==== AVAILABLE DATA ====
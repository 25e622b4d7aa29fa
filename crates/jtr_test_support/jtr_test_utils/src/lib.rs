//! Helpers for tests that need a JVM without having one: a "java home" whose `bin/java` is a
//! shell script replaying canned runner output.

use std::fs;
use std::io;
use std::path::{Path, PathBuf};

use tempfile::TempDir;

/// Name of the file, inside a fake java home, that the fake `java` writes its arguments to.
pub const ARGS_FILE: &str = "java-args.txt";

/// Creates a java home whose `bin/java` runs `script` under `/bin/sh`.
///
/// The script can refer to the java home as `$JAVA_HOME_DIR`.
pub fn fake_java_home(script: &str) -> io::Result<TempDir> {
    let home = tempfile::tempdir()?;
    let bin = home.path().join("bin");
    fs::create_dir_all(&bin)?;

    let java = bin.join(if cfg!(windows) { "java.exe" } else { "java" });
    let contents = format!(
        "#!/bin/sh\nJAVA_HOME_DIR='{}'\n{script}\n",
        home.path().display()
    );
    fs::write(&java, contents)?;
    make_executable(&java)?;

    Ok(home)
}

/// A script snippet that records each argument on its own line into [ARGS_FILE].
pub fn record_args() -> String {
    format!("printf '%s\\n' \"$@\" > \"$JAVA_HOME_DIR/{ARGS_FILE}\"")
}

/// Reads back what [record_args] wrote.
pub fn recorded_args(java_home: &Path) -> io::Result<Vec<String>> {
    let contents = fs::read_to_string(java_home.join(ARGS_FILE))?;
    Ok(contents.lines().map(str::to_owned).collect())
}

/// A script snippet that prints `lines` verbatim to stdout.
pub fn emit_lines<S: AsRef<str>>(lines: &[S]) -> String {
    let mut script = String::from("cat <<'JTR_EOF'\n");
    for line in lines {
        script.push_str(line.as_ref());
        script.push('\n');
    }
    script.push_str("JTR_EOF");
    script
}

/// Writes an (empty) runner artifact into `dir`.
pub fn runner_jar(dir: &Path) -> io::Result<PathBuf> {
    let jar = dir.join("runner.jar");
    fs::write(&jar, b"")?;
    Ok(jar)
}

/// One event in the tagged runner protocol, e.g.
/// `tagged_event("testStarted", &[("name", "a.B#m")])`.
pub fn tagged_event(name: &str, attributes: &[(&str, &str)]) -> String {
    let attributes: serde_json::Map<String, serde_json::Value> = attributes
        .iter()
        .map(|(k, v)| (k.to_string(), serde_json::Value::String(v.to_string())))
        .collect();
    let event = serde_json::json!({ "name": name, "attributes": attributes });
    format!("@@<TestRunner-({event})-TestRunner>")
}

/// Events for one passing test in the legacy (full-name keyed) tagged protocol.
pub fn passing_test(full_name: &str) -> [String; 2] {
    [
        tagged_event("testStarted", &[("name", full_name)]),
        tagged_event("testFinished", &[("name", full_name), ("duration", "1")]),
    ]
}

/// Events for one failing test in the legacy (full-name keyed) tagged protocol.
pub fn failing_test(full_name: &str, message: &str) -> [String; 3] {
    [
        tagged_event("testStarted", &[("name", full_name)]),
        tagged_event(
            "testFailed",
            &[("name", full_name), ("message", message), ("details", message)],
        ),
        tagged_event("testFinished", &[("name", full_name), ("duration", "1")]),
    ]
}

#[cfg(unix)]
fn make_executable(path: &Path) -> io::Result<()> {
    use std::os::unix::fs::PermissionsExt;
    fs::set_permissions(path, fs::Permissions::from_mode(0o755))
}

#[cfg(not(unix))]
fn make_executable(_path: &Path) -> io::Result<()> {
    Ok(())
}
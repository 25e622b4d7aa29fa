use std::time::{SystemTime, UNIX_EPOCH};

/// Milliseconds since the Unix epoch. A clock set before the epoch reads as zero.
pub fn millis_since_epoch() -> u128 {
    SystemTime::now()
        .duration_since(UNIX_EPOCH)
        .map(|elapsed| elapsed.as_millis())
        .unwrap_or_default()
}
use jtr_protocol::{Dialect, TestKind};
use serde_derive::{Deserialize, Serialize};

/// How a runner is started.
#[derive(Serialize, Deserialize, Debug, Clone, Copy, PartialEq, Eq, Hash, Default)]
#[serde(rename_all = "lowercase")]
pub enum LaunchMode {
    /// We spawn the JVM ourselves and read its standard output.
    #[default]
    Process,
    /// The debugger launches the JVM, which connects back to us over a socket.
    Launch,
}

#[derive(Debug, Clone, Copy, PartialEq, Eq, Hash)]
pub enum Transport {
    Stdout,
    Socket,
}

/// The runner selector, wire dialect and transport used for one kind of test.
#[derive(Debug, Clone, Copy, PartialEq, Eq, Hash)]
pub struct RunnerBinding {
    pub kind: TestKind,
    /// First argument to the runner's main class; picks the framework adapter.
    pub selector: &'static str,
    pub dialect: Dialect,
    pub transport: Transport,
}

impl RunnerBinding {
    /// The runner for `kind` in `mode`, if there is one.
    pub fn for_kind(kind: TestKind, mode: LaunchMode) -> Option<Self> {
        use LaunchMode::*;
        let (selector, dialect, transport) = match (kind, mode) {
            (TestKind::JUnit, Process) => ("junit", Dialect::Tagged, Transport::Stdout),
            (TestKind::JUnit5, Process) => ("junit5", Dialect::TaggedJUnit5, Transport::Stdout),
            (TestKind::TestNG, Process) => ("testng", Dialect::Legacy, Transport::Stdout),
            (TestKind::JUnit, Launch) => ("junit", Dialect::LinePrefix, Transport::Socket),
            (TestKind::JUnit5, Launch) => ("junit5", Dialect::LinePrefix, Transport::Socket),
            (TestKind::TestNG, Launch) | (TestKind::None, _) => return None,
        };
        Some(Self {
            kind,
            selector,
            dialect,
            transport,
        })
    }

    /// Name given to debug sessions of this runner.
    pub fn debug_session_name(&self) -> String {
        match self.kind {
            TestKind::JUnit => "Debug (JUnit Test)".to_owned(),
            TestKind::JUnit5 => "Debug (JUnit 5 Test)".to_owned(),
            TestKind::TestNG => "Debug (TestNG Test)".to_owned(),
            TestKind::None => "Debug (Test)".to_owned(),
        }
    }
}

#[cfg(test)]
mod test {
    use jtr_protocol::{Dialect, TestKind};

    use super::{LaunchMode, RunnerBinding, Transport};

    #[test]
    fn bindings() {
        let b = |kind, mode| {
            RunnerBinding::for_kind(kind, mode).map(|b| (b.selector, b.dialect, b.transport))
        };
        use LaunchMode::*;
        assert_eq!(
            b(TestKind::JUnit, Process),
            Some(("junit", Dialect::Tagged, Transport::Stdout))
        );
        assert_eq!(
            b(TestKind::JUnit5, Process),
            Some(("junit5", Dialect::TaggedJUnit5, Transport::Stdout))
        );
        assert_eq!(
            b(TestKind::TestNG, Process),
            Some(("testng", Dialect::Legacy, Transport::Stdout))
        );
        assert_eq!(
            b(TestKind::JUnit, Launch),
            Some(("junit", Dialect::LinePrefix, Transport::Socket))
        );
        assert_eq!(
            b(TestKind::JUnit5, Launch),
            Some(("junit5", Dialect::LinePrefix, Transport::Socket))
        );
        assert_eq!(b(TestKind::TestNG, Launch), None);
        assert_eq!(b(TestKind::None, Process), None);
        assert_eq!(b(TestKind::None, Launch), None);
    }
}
====
• TRY IT
Check every line of the records above for the string "enum". Copy those that hold it.

• SOLUTION FOR THIS EXERCISE
pub enum LaunchMode {
pub enum Transport {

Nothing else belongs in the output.